Rice engineers help show SARS-CoV-2 getting better at spreading through breath

A loose-fitting mask may be doing you no favors if you’re around SARS-CoV-2.

The virus that causes COVID-19 is evolving to spread more efficiently through aerosols — that is, through people’s breath. That makes tighter-fitting masks and better ventilation musts, according to a study by scientists at Rice University and their colleagues.

Todd Treangen

Todd Treangen

Computer scientist Todd Treangen of Rice’s George R. Brown School of Engineering was part of a team led by colleagues at the University of Maryland that showed people infected with the alpha variant, which was the most prevalent variant when the study was conducted, spread 43 to 100 times more virus into the air than the original COVID-19 strain.

The study in Clinical Infectious Diseases also suggested that loose-fitting cloth and surgical masks reduced the amount of virus that gets into the air around infected people, but only by about half. The study employed the Gesundheit II machine, which was developed by the University of Maryland principal investigator Dr. Don Milton, to measure the viral load in exhaled breath.

The researchers found that alpha, the strain that first appeared last November, was present in greater amounts in nasal swabs and saliva, but the amount being spread through breath was 18 times greater.

A test subject's breath is captured for analysis by the Gesundheit II device at the University of Maryland.
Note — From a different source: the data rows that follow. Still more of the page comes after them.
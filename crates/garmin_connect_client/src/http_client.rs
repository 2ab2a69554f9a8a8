//! HTTP implementation of the Garmin Connect capability traits.
//!
//! [`ReqwestGarminConnect`] implements [`GarminConnect`](crate::GarminConnect):
//! it restores staged sessions from disk and performs SSO form logins. Both
//! paths yield a [`ReqwestGarminClient`] bound to the extracted token.

use std::path::Path;
use std::time::Duration;

use async_trait::async_trait;
use secrecy::{ExposeSecret, SecretString};
use serde::Deserialize;

use crate::session::TOKEN_FILE;
use crate::{ActivityRecord, Credentials, GarminClient, GarminConnect, GarminError};

/// Data API host.
pub const DEFAULT_API_BASE_URL: &str = "https://connectapi.garmin.com";
/// Single sign-on host used for username/password logins.
pub const DEFAULT_SSO_BASE_URL: &str = "https://sso.garmin.com";

const REQUEST_TIMEOUT_SECS: u64 = 30;

/// Entry-point client for Garmin Connect using reqwest.
#[derive(Clone, Debug)]
pub struct ReqwestGarminConnect {
    api_base_url: String,
    sso_base_url: String,
    client: reqwest::Client,
}

impl ReqwestGarminConnect {
    /// Create a new client instance.
    ///
    /// # Arguments
    /// * `api_base_url` - base URL of the data API (e.g., "https://connectapi.garmin.com")
    /// * `sso_base_url` - base URL of the sign-on service (e.g., "https://sso.garmin.com")
    pub fn new(api_base_url: &str, sso_base_url: &str) -> Self {
        let client = reqwest::Client::builder()
            .timeout(Duration::from_secs(REQUEST_TIMEOUT_SECS))
            .build()
            .expect("reqwest client build should not fail");
        Self {
            api_base_url: api_base_url.trim_end_matches('/').to_string(),
            sso_base_url: sso_base_url.trim_end_matches('/').to_string(),
            client,
        }
    }

    fn authorized(&self, token: SecretString) -> ReqwestGarminClient {
        ReqwestGarminClient {
            api_base_url: self.api_base_url.clone(),
            token,
            client: self.client.clone(),
        }
    }
}

/// The single field of the session document the client needs. Everything
/// else in the document is opaque and ignored.
#[derive(Deserialize)]
struct SessionToken {
    #[serde(alias = "access_token", alias = "token")]
    oauth_token: String,
}

impl SessionToken {
    fn into_secret(self) -> SecretString {
        SecretString::new(self.oauth_token.into())
    }
}

#[async_trait]
impl GarminConnect for ReqwestGarminConnect {
    async fn restore_session(
        &self,
        token_dir: &Path,
    ) -> Result<Box<dyn GarminClient>, GarminError> {
        let path = token_dir.join(TOKEN_FILE);
        let raw = std::fs::read_to_string(&path)
            .map_err(|e| GarminError::Session(format!("reading {}: {e}", path.display())))?;
        let token: SessionToken = serde_json::from_str(&raw).map_err(|e| {
            GarminError::Session(format!("no usable token in {}: {e}", path.display()))
        })?;
        tracing::debug!("restored session token from {}", path.display());
        Ok(Box::new(self.authorized(token.into_secret())))
    }

    async fn login(
        &self,
        credentials: &Credentials,
    ) -> Result<Box<dyn GarminClient>, GarminError> {
        let url = format!("{}/sso/signin", self.sso_base_url);
        let form = [
            ("username", credentials.username.as_str()),
            ("password", credentials.password.expose_secret()),
        ];
        let resp = self.client.post(&url).form(&form).send().await?;
        let token: SessionToken = json_or_error(resp).await?;
        tracing::debug!("signed in with username/password");
        Ok(Box::new(self.authorized(token.into_secret())))
    }
}

/// Authorized client produced by [`ReqwestGarminConnect`]; holds the bearer
/// token extracted from the session document.
#[derive(Clone, Debug)]
pub struct ReqwestGarminClient {
    api_base_url: String,
    token: SecretString,
    client: reqwest::Client,
}

#[async_trait]
impl GarminClient for ReqwestGarminClient {
    async fn get_activities(
        &self,
        start: u32,
        limit: u32,
    ) -> Result<Vec<ActivityRecord>, GarminError> {
        let url = format!(
            "{}/activitylist-service/activities/search/activities",
            self.api_base_url
        );
        let resp = self
            .client
            .get(&url)
            .query(&[("start", start.to_string()), ("limit", limit.to_string())])
            .bearer_auth(self.token.expose_secret())
            .send()
            .await?;
        json_or_error(resp).await
    }
}

/// Decode a JSON body, converting non-success statuses to appropriate errors.
async fn json_or_error<T: serde::de::DeserializeOwned>(
    resp: reqwest::Response,
) -> Result<T, GarminError> {
    if !resp.status().is_success() {
        return Err(error_from_response(resp).await);
    }
    Ok(resp.json::<T>().await?)
}

/// Extract error information from a failed response.
async fn error_from_response(resp: reqwest::Response) -> GarminError {
    let status = resp.status().as_u16();
    let body = resp.text().await.unwrap_or_default();
    let snippet: String = body.chars().take(256).collect();

    match status {
        401 | 403 => GarminError::Auth(snippet),
        429 => GarminError::RateLimited,
        _ => GarminError::Status(status, snippet),
    }
}

#[cfg(test)]
mod tests {
    use super::*;

    #[test]
    fn session_token_accepts_known_aliases() {
        for raw in [
            r#"{"oauth_token": "t1"}"#,
            r#"{"access_token": "t1"}"#,
            r#"{"token": "t1"}"#,
        ] {
            let parsed: SessionToken = serde_json::from_str(raw).expect("parse");
            assert_eq!(parsed.oauth_token, "t1");
        }
    }

    #[test]
    fn session_token_ignores_the_rest_of_the_document() {
        let raw = r#"{"oauth_token": "t2", "oauth_token_secret": "s", "mfa_token": null}"#;
        let parsed: SessionToken = serde_json::from_str(raw).expect("parse");
        assert_eq!(parsed.oauth_token, "t2");
    }

    #[test]
    fn session_token_requires_a_token_field() {
        let res: Result<SessionToken, _> = serde_json::from_str(r#"{"scope": "all"}"#);
        assert!(res.is_err());
    }

    #[test]
    fn base_urls_are_normalized() {
        let c = ReqwestGarminConnect::new("https://api.example.com/", "https://sso.example.com/");
        assert_eq!(c.api_base_url, "https://api.example.com");
        assert_eq!(c.sso_base_url, "https://sso.example.com");
    }
}
use std::io;

use garmin_connect_client::http_client::ReqwestGarminConnect;
use garmin_connect_client::session::SessionStore;
use garmin_fetch::config::Config;
use garmin_fetch::report::report;
use garmin_fetch::resolver::CredentialResolver;

#[tokio::main(flavor = "current_thread")]
async fn main() -> Result<(), anyhow::Error> {
    // Load .env if present; real environment variables take precedence.
    dotenvy::dotenv().ok();

    // Configure logging from env var `GARMIN_FETCH_LOG` (or fallback to `RUST_LOG`, default `warn`).
    // Logs go to stderr so stdout stays exactly one line per activity.
    let log_env = std::env::var("GARMIN_FETCH_LOG")
        .or_else(|_| std::env::var("RUST_LOG"))
        .unwrap_or_else(|_| "warn".to_string());
    let env_filter = tracing_subscriber::EnvFilter::try_new(&log_env)
        .unwrap_or_else(|_| tracing_subscriber::EnvFilter::new("warn"));
    tracing_subscriber::fmt()
        .compact()
        .with_writer(io::stderr)
        .with_ansi(false)
        .with_target(false)
        .with_env_filter(env_filter)
        .init();
    tracing::debug!("garmin_fetch: log filter: {}", log_env);

    let config = Config::from_env();
    let connect = ReqwestGarminConnect::new(&config.api_base_url, &config.sso_base_url);
    let store = SessionStore::scratch();

    let client = CredentialResolver::new(&config, &connect, &store)
        .resolve()
        .await?;
    report(client.as_ref(), config.limit, &mut io::stdout()).await?;

    Ok(())
}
Photo by Todd Treangen

A test subject’s breath is captured for analysis by the Gesundheit II device at the University of Maryland. Photo by Todd Treangen

“Virus from the nose and mouth might be transmitted by sprays of large droplets up close to an infected person,” said co-lead author Jianyu Lai, a doctoral student at Maryland. “But, our study shows that the virus in exhaled aerosols is increasing even more.”

The team at Rice, including Treangen and third-year graduate student Nicolae Sapoval, performed computational analyses to assemble and confirm the presence of the SARS-CoV-2 alpha variant.

Treangen emphasized that while vaccines remain the gold standard to knock the virus down, tight-fitting masks and good building ventilation are key in limiting the spread of the current variation of concern, delta.

Treangen and Sapoval are co-authors of the paper along with researchers at the University of Maryland School of Public Health and School of Medicine, Walter Reed Army Institute of Research and Duke-NUS Medical School.